Select your VMmark downloaded OVA

Select a name and folder

Select a compute resource

Review details

Select Storage

Select networks

Check Ready to Complete page

The template will deploy


Follow steps in my other blog to upgrade this template – Note, you only need to run the four commands in Step 5 if this is a fresh install which hasn’t been used for benchmarking before.

http://www.electricmonk.org.uk/2020/04/13/upgrading-from-vmmark-3-1

Next, from the vSphere Client, right click on the newly-deployed vmmark3-template* virtual machine and select Clone > Clone to Virtual Machine. This creates an infrastructure operations template which has -02 at the end . You can create multiple templates. Page 47 of the user guide details more.

Choose the host or cluster to deploy on

Select the storage

Leave customisation options blank

Check the details and Finish the wizard

Next we need to create the Prime Client

From the vSphere Client, right click on the newly-deployed vmmark3-template* virtual machine and select Clone > Clone to Virtual Machine…

Under Select a name and folder enter PrimeClient, select the location for the prime client, then click
Next.

Select a compute resource

Select storage

Don’t choose any clone customisation options

Check and finish

Edit the virtual hardware using 8vCPUs, 16GB RAM and a second virtual disk of 100GB. You can add another nic also.

Next we need to configure the Prime Client

Power on the PrimeClient VM.

Right click on the PrimeClient VM and select Open Console

In a terminal window run ifconfig to determine which network is active. It will be of the form enoXXXXXXXX.

Change to the networks script directory – cd /etc/sysconfig/network-scripts

Copy the appropriate network script (ifcfg-sample-static for networks with static IP address assignment, ifcfg-sample-dhcp for networks with DHCP IP address assignment) to be used by the active network identified in Step a above. In my case ifcfg-en16780032.
For example, to configure a network named eno16780032 for use with a static IP address use the below command and press enter to overwrite the file.

cp ~/VMmark3/samples/ifcfg-sample-static ifcfg-eno16780032

Open the new network script in an editor and update the name, the device, the IP address and other IP settings as needed. Place the cursor where you want to edit and press the letter i to enter insert mode to be able to edit what you need.
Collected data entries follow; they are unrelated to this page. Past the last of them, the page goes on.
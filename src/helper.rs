use crate::error::Error;
use crate::keypad::KEY_COUNT;
use crate::scheduler::Command;
use minifb::{Key, KeyRepeat, Window};
use std::sync::{Arc, Mutex};
use tinyaudio::prelude::*;

/// Loudness of the sound timer tone
pub const TONE_VOLUME: f32 = 0.15;

const TONE_HZ: f32 = 440.0;

// 1 2 3 C      1 2 3 4
// 4 5 6 D  <-  Q W E R
// 7 8 9 E      A S D F
// A 0 B F      Z X C V
fn keypad_index(key: Key) -> Option<usize> {
    match key {
        Key::Key1 => Some(0x1),
        Key::Key2 => Some(0x2),
        Key::Key3 => Some(0x3),
        Key::Key4 => Some(0xC),
        Key::Q => Some(0x4),
        Key::W => Some(0x5),
        Key::E => Some(0x6),
        Key::R => Some(0xD),
        Key::A => Some(0x7),
        Key::S => Some(0x8),
        Key::D => Some(0x9),
        Key::F => Some(0xE),
        Key::Z => Some(0xA),
        Key::X => Some(0x0),
        Key::C => Some(0xB),
        Key::V => Some(0xF),
        _ => None,
    }
}

fn control_command(key: Key) -> Option<Command> {
    match key {
        Key::P => Some(Command::TogglePause),
        Key::N => Some(Command::Step),
        Key::O => Some(Command::Reset),
        Key::M => Some(Command::ToggleQuirks),
        Key::I => Some(Command::ToggleVerbose),
        _ => None,
    }
}

/// Snapshot of which hex keys are held right now
pub fn keypad_state(keys: &[Key]) -> [bool; KEY_COUNT] {
    let mut state = [false; KEY_COUNT];
    for &key in keys {
        if let Some(index) = keypad_index(key) {
            state[index] = true;
        }
    }
    state
}

pub fn read_keypad(window: &Window) -> [bool; KEY_COUNT] {
    keypad_state(&window.get_keys())
}

/// Control keys pressed since the last window update
pub fn read_commands(window: &Window) -> Vec<Command> {
    window
        .get_keys_pressed(KeyRepeat::No)
        .into_iter()
        .filter_map(control_command)
        .collect()
}

pub fn prepare_audio(volume: Arc<Mutex<f32>>) -> Result<OutputDevice, Error> {
    let params = OutputDeviceParameters {
        channels_count: 2,
        sample_rate: 44100,
        channel_sample_count: 4410,
    };

    let device = run_output_device(params, {
        let vol_clone = Arc::clone(&volume);
        let mut clock = 0f32;
        move |data| {
            // a poisoned lock means the emulator thread is gone; stay silent
            let vol = vol_clone.lock().map(|v| *v).unwrap_or(0.0);
            for samples in data.chunks_mut(params.channels_count) {
                clock = (clock + 1.0) % params.sample_rate as f32;
                let value =
                    (clock * TONE_HZ * 2.0 * std::f32::consts::PI / params.sample_rate as f32).sin();
                for sample in samples {
                    *sample = value * vol;
                }
            }
        }
    })
    .map_err(|e| Error::Audio(format!("Audio error: {}", e)))?;

    Ok(device)
}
Type vim ifcfg-eno16780032 and you will see the below screen

Note: On our work lab we had to do a command route add default gw $default_gw_ip and in the file below select yes to DEFROUTE. I have edited the file as seen below. Press Esc and then :wq to save and exit the file

Note: If you get an LSB cannot start when you restart the network after configuring these fields, then the device field below may need to be changed to your network device. In our case it will be eno16780032 instead of PrimeClient.

Run the following command

Still in the terminal window, convert this virtual machine into the prime client by running the make-prime script: cd ~/VMmark3/tools

Run the script: sh make-prime.sh The make-prime script will start an X Windows GUI and display a login dialog.

Click Not Listed

Log in as root. (The default login is test, but click Not listed? and log in as user: root, password: vmmark.)

You will see the below screen when logged in

Configure passwordless SSH in the VMware ESXi hosts to allow for the PrimeClient to log into them without a password. Make sure you have enabled ESXi Shell access and SSH access on your hosts

From the PrimeClient copy id_rsa.pub to each ESXi system. Open Terminal.

cd ~/.ssh

scp id_rsa.pub root@techhlabesx001.techlab.local:/id_rsa-client.pub

You will be asked to accept a certificate and enter the host password

Do the same for the rest of your hosts

Still on the prime client, for each ESXi system, add the new key to the authorized-keys list: ssh root@ESXisystem “cat /id_rsa-client.pub >> /etc/ssh/keys-root/authorized_keys”

Make sure the prime client is configured for the correct time zone. The prime client, tile clients, and all workload virtual machines must be set to the same time zone. In a terminal window, run the date command to determine the prime client’s current time zone.

In my case the date is correct but the timezone is wrong

Make a backup copy of the default localtime file: mv /etc/localtime /etc/localtime.bak

Under /usr/share/zoneinfo, locate the correct time zone file for your environment.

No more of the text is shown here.